To better enable defense against malicious cyber actors, U.S. Cyber Command’s Cyber National Mission Force has identified and disclosed multiple open source tools that Iranian intelligence actors are using in networks around the world.
These actors, known as MuddyWater in industry, are part of groups conducting Iranian intelligence activities, and have been seen using a variety of techniques to maintain access to victim networks.
MuddyWater is an Iranian threat group; previously, industry has reported that MuddyWater has primarily targeted Middle Eastern nations, and has also targeted European and North American nations.
MuddyWater is a subordinate element within the Iranian Ministry of Intelligence and Security (MOIS). According to the Congressional Research Service, the MOIS “conducts domestic surveillance to identify regime opponents. It also surveils anti-regime activists abroad through its network of agents placed in Iran’s embassies.”
Should a network operator identify multiple of the tools on the same network, it may indicate the presence of Iranian malicious cyber actors.

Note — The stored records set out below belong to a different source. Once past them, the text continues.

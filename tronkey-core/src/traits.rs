//! Signing capability and the recoverable ECDSA signature.

use alloc::string::String;
use alloc::vec::Vec;
use core::fmt::{Debug, Display};

use crate::error::{Error, Result};

/// Offset added to the recovery parity in the trailing byte of a serialized signature.
pub const RECOVERY_MARKER_OFFSET: u8 = 27;

/// The capability set of a key that can sign for an account.
///
/// Implementations own their private key exclusively and never hand it out as a
/// number or a string. Once [`SigningKey::dispose`] has run, every other method
/// must return [`Error::DisposedKeyUse`].
///
/// # Thread Safety
/// This trait requires `Send + Sync` so keys can be handed to async ledger clients.
pub trait SigningKey: Debug + Send + Sync {
    /// The address type produced for this key.
    type Address: Clone + Debug + Display + PartialEq + Eq;

    /// Serialized public key: 33 bytes compressed, 65 bytes uncompressed (0x04 prefix).
    fn public_key(&self, compressed: bool) -> Result<Vec<u8>>;

    /// The account address for this key.
    fn address(&self) -> Result<Self::Address>;

    /// Sign a 32-byte digest. The caller hashes and prefixes the message.
    fn sign_prehash(&self, digest: &[u8; 32]) -> Result<Signature>;

    /// Zeroize the private key and invalidate this instance.
    fn dispose(&mut self);

    /// Whether [`SigningKey::dispose`] has run.
    fn is_disposed(&self) -> bool;
}

/// An ECDSA signature with recovery parity.
#[derive(Clone, Debug, PartialEq, Eq)]
pub struct Signature {
    /// The r component (32 bytes)
    pub r: [u8; 32],
    /// The s component (32 bytes)
    pub s: [u8; 32],
    /// The recovery parity (0 or 1)
    pub v: u8,
}

impl Signature {
    /// Length of the serialized `r ‖ s ‖ v` form.
    pub const LEN: usize = 65;

    /// Create a new signature from components
    pub const fn new(r: [u8; 32], s: [u8; 32], v: u8) -> Self {
        Self { r, s, v }
    }

    /// Serialize to 64-byte RS format
    pub fn to_rs(&self) -> [u8; 64] {
        let mut result = [0u8; 64];
        result[..32].copy_from_slice(&self.r);
        result[32..].copy_from_slice(&self.s);
        result
    }

    /// Serialize to 65 bytes `r ‖ s ‖ (27 + parity)`, the form TRON nodes accept.
    pub fn to_bytes(&self) -> [u8; 65] {
        let mut result = [0u8; 65];
        result[..32].copy_from_slice(&self.r);
        result[32..64].copy_from_slice(&self.s);
        result[64] = self.v + RECOVERY_MARKER_OFFSET;
        result
    }

    /// Parse the 65-byte form. The trailing byte may be the raw parity (0/1)
    /// or the marker (27/28).
    pub fn from_slice(bytes: &[u8]) -> Result<Self> {
        if bytes.len() != Self::LEN {
            return Err(Error::buffer_size(Self::LEN, bytes.len()));
        }

        let v = match bytes[64] {
            0 | 1 => bytes[64],
            27 | 28 => bytes[64] - RECOVERY_MARKER_OFFSET,
            _ => return Err(Error::InvalidSignature),
        };

        let mut r = [0u8; 32];
        let mut s = [0u8; 32];
        r.copy_from_slice(&bytes[..32]);
        s.copy_from_slice(&bytes[32..64]);
        Ok(Self { r, s, v })
    }

    /// `0x`-prefixed lowercase hex of [`Signature::to_bytes`].
    pub fn to_hex(&self) -> String {
        let mut out = String::with_capacity(2 + 2 * Self::LEN);
        out.push_str("0x");
        out.push_str(&hex::encode(self.to_bytes()));
        out
    }

    /// Parse a hex signature, with or without `0x` prefix.
    pub fn from_hex(s: &str) -> Result<Self> {
        let s = s.strip_prefix("0x").unwrap_or(s);
        let bytes = hex::decode(s).map_err(|_| Error::InvalidEncoding)?;
        Self::from_slice(&bytes)
    }
}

Below are some technical aspects of how the threat actor could be leveraging malware in networks.
These include side-loading DLLs in order to trick legitimate programs into running malware and obfuscating PowerShell scripts to hide command and control functions. New samples showing the different parts of this suite of tools are posted to Virus Total, along with JavaScript files used to establish connections back to malicious infrastructure.